We recently had the chance to connect with Alessandra Wall and have shared our conversation below.
Good morning Alessandra, we’re so happy to have you here with us and we’d love to explore your story and how you think about life and legacy and so much more. So let’s start with a question we often ask: What do you think others are secretly struggling with—but never say?
Loneliness.
We talk about it as an epidemic, but what strikes me is how many people are carrying it quietly. Some don’t recognize it for what it is. Others know it but can’t bring themselves to say it out loud.
I see it in the women I work with. I’ve felt it myself.
It shows up most acutely at the point when you’re perceived as having “made it.” When you’ve built the career, carried the stress, solved the problems, and become the one others count on for answers. From the outside, it looks like strength and success. On the inside, it can feel like isolation.

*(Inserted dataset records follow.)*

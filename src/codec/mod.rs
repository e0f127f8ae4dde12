//! # Serialization adapters.
//!
//! Every store owns one [`Decode`] strategy for inbound frames and one
//! [`Encode`] strategy for outbound values, so different endpoints can use
//! different wire conventions.
//!
//! | Strategy        | Decode                                   | Encode                                   |
//! |-----------------|------------------------------------------|------------------------------------------|
//! | [`Json`]        | `serde_json::from_str`                   | JSON, except strings are sent raw         |
//! | [`DoubleJson`]  | JSON string whose content is JSON        | JSON document wrapped in a JSON string    |
//! | [`Text`]        | raw `String`                             | raw `String`                             |
//! | [`DecodeFn`]    | any closure `Fn(&str) -> Result<T, _>`   | -                                        |
//!
//! A decode error rejects that frame only: the connection stays open and the
//! cached value keeps its last good value.

mod json;

pub use json::{DoubleJson, Json};

use crate::error::CodecError;

/// Inbound strategy: wire text → value.
pub trait Decode<T>: Send + Sync + 'static {
    /// Decodes one frame.
    fn decode(&self, raw: &str) -> Result<T, CodecError>;
}

/// Outbound strategy: value → wire text.
pub trait Encode<T>: Send + Sync + 'static {
    /// Encodes one value into a text frame.
    fn encode(&self, value: &T) -> Result<String, CodecError>;
}

/// Raw text passthrough for `String` stores.
#[derive(Clone, Copy, Debug, Default)]
pub struct Text;

impl Decode<String> for Text {
    fn decode(&self, raw: &str) -> Result<String, CodecError> {
        Ok(raw.to_owned())
    }
}

impl Encode<String> for Text {
    fn encode(&self, value: &String) -> Result<String, CodecError> {
        Ok(value.clone())
    }
}

/// Closure-backed decoder.
///
/// ## Example
/// ```rust
/// use wirestate::{CodecError, Decode, DecodeFn};
///
/// let upper = DecodeFn(|raw: &str| Ok::<_, CodecError>(raw.to_uppercase()));
/// assert_eq!(upper.decode("ok").unwrap(), "OK");
/// ```
#[derive(Clone, Copy, Debug)]
pub struct DecodeFn<F>(pub F);

impl<T, F> Decode<T> for DecodeFn<F>
where
    F: Fn(&str) -> Result<T, CodecError> + Send + Sync + 'static,
{
    fn decode(&self, raw: &str) -> Result<T, CodecError> {
        (self.0)(raw)
    }
}

#[cfg(test)]
mod tests {
    use super::*;

    #[test]
    fn text_passthrough() {
        assert_eq!(Text.decode("{not json").unwrap(), "{not json");
        assert_eq!(Text.encode(&"ok".to_string()).unwrap(), "ok");
    }

    #[test]
    fn decode_fn_errors_propagate() {
        let strict = DecodeFn(|raw: &str| {
            raw.parse::<u8>()
                .map_err(|e| CodecError::Decode(e.to_string()))
        });
        assert_eq!(strict.decode("7").unwrap(), 7);
        assert!(matches!(strict.decode("700"), Err(CodecError::Decode(_))));
    }
}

When you’re the one who holds it all together, who do you turn to? Where do you place the truth of your exhaustion, your doubts, your longing to feel less alone? The very image of competence that inspires others can end up keeping you cut off.

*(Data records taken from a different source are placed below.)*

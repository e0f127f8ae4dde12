//! Error types used by stores, transports and codecs.
//!
//! This module defines four error enums:
//!
//! - [`StoreError`] misuse of a store or context (the only class that aborts a call).
//! - [`TransportError`] connect/send/receive failures, always recovered by reconnecting.
//! - [`CodecError`] a single frame that could not be decoded (or a value that could not be encoded).
//! - [`RuntimeError`] problems with the hosting runtime itself.
//!
//! All types provide helper methods (`as_label`, `as_message`) for logging/metrics.
//! Transport and decode errors never reach observers: they are published as
//! [`Event`](crate::Event)s and the last good value stays in place.

use std::sync::Arc;

use thiserror::Error;

use crate::store::StoreMode;

/// # Errors returned by store operations.
///
/// [`StoreError::Usage`] is a programming error (calling `set` on a read-only
/// store, `update` on an asymmetric one). It is returned instead of silently
/// ignoring the call so misuse surfaces during development.
#[non_exhaustive]
#[derive(Error, Debug)]
pub enum StoreError {
    /// Operation is not allowed for this store mode.
    #[error("store {store:?}: `{operation}` is not allowed on a {mode} store")]
    Usage {
        /// Store name.
        store: Arc<str>,
        /// Rejected operation (`set`, `update`).
        operation: &'static str,
        /// Mode of the store.
        mode: StoreMode,
    },

    /// Outbound value could not be encoded into a frame.
    #[error("store {store:?}: {source}")]
    Encode {
        /// Store name.
        store: Arc<str>,
        /// Underlying codec error.
        #[source]
        source: CodecError,
    },

    /// Endpoint is not a usable `ws://` / `wss://` URL.
    #[error("invalid endpoint {endpoint:?}: {reason}")]
    InvalidEndpoint {
        /// Endpoint as supplied by the caller.
        endpoint: String,
        /// Why it was rejected.
        reason: String,
    },

    /// The owning context was shut down.
    #[error("store context is shut down")]
    ContextClosed,
}

impl StoreError {
    /// Returns a short stable label (snake_case) for use in logs/metrics.
    ///
    /// # Example
    /// ```
    /// use wirestate::StoreError;
    ///
    /// assert_eq!(StoreError::ContextClosed.as_label(), "store_context_closed");
    /// ```
    pub fn as_label(&self) -> &'static str {
        match self {
            StoreError::Usage { .. } => "store_usage",
            StoreError::Encode { .. } => "store_encode",
            StoreError::InvalidEndpoint { .. } => "store_invalid_endpoint",
            StoreError::ContextClosed => "store_context_closed",
        }
    }

    /// Returns a human-readable message with details about the error.
    pub fn as_message(&self) -> String {
        match self {
            StoreError::Usage {
                store,
                operation,
                mode,
            } => format!("usage: {operation} on {mode} store {store}"),
            StoreError::Encode { store, source } => format!("encode: {store}: {source}"),
            StoreError::InvalidEndpoint { endpoint, reason } => {
                format!("endpoint: {endpoint}: {reason}")
            }
            StoreError::ContextClosed => "context closed".to_string(),
        }
    }

    /// Indicates a programming error rather than a runtime condition.
    pub fn is_usage(&self) -> bool {
        matches!(self, StoreError::Usage { .. })
    }
}

/// # Errors produced by a transport.
///
/// Every variant is recoverable: the connection manager logs it, closes the
/// socket and schedules a reconnect.
#[non_exhaustive]
#[derive(Error, Debug, Clone, PartialEq, Eq)]
pub enum TransportError {
    /// Connection could not be established.
    #[error("connect failed: {0}")]
    Connect(String),
    /// Outbound frame could not be written.
    #[error("send failed: {0}")]
    Send(String),
    /// Inbound stream reported an error.
    #[error("receive failed: {0}")]
    Receive(String),
    /// Transport was already closed.
    #[error("connection closed")]
    Closed,
    /// Companion HTTP request failed.
    #[error("http request failed: {0}")]
    Http(String),
}

impl TransportError {
    /// Returns a short stable label (snake_case) for use in logs/metrics.
    pub fn as_label(&self) -> &'static str {
        match self {
            TransportError::Connect(_) => "transport_connect",
            TransportError::Send(_) => "transport_send",
            TransportError::Receive(_) => "transport_receive",
            TransportError::Closed => "transport_closed",
            TransportError::Http(_) => "transport_http",
        }
    }

    /// Returns a human-readable message with details about the error.
    pub fn as_message(&self) -> String {
        self.to_string()
    }

    /// Indicates whether a reconnect can fix the condition.
    ///
    /// Always `true` for socket errors; the HTTP seed path is best-effort and
    /// treats its own failures as retryable too.
    ///
    /// # Example
    /// ```
    /// use wirestate::TransportError;
    ///
    /// assert!(TransportError::Connect("refused".into()).is_retryable());
    /// ```
    pub fn is_retryable(&self) -> bool {
        true
    }
}

/// # Errors produced by a codec.
///
/// A decode error rejects one inbound frame; the connection stays open and
/// the cached value is left untouched.
#[non_exhaustive]
#[derive(Error, Debug, Clone, PartialEq, Eq)]
pub enum CodecError {
    /// Inbound frame was not a valid document for the store.
    #[error("frame rejected: {0}")]
    Decode(String),
    /// Outbound value could not be serialized.
    #[error("encode failed: {0}")]
    Encode(String),
}

impl CodecError {
    /// Returns a short stable label (snake_case) for use in logs/metrics.
    pub fn as_label(&self) -> &'static str {
        match self {
            CodecError::Decode(_) => "codec_decode",
            CodecError::Encode(_) => "codec_encode",
        }
    }

    /// Returns a human-readable message with details about the error.
    pub fn as_message(&self) -> String {
        match self {
            CodecError::Decode(detail) => format!("decode: {detail}"),
            CodecError::Encode(detail) => format!("encode: {detail}"),
        }
    }
}

impl From<serde_json::Error> for CodecError {
    fn from(e: serde_json::Error) -> Self {
        CodecError::Decode(e.to_string())
    }
}

/// # Errors produced by the hosting runtime.
#[non_exhaustive]
#[derive(Error, Debug)]
pub enum RuntimeError {
    /// No tokio runtime was available when building the context.
    #[error("no tokio runtime available: {0}")]
    NoRuntime(String),

    /// Registering OS signal handlers failed.
    #[error("signal registration failed: {0}")]
    Signal(#[from] std::io::Error),
}

impl RuntimeError {
    /// Returns a short stable label (snake_case) for use in logs/metrics.
    pub fn as_label(&self) -> &'static str {
        match self {
            RuntimeError::NoRuntime(_) => "runtime_missing",
            RuntimeError::Signal(_) => "runtime_signal",
        }
    }

    /// Returns a human-readable message with details about the error.
    pub fn as_message(&self) -> String {
        match self {
            RuntimeError::NoRuntime(detail) => format!("no runtime: {detail}"),
            RuntimeError::Signal(e) => format!("signal: {e}"),
        }
    }
}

And that silence is costing us; it’s definitely cost me.
Can you briefly introduce yourself and share what makes you or your brand unique?
I have a love–hate relationship with the question, “Can you tell me a bit about yourself?”
Where do you start? What do you share?
At the core, I have the extraordinary privilege of serving as a thought partner, advisor, and trusted confidant to exceptional women and leaders.
My clients are on the far side of success. They’re running multi-billion-dollar companies, founding organizations that transform industries, and leading teams that redefine how we live and work.
But what makes them truly remarkable isn’t the scale of what they’ve built; it’s their drive to continue building and growing. What they want is more impact, more joy, more fulfillment. They want more opportunities to use their success as fuel for something deeply meaningful.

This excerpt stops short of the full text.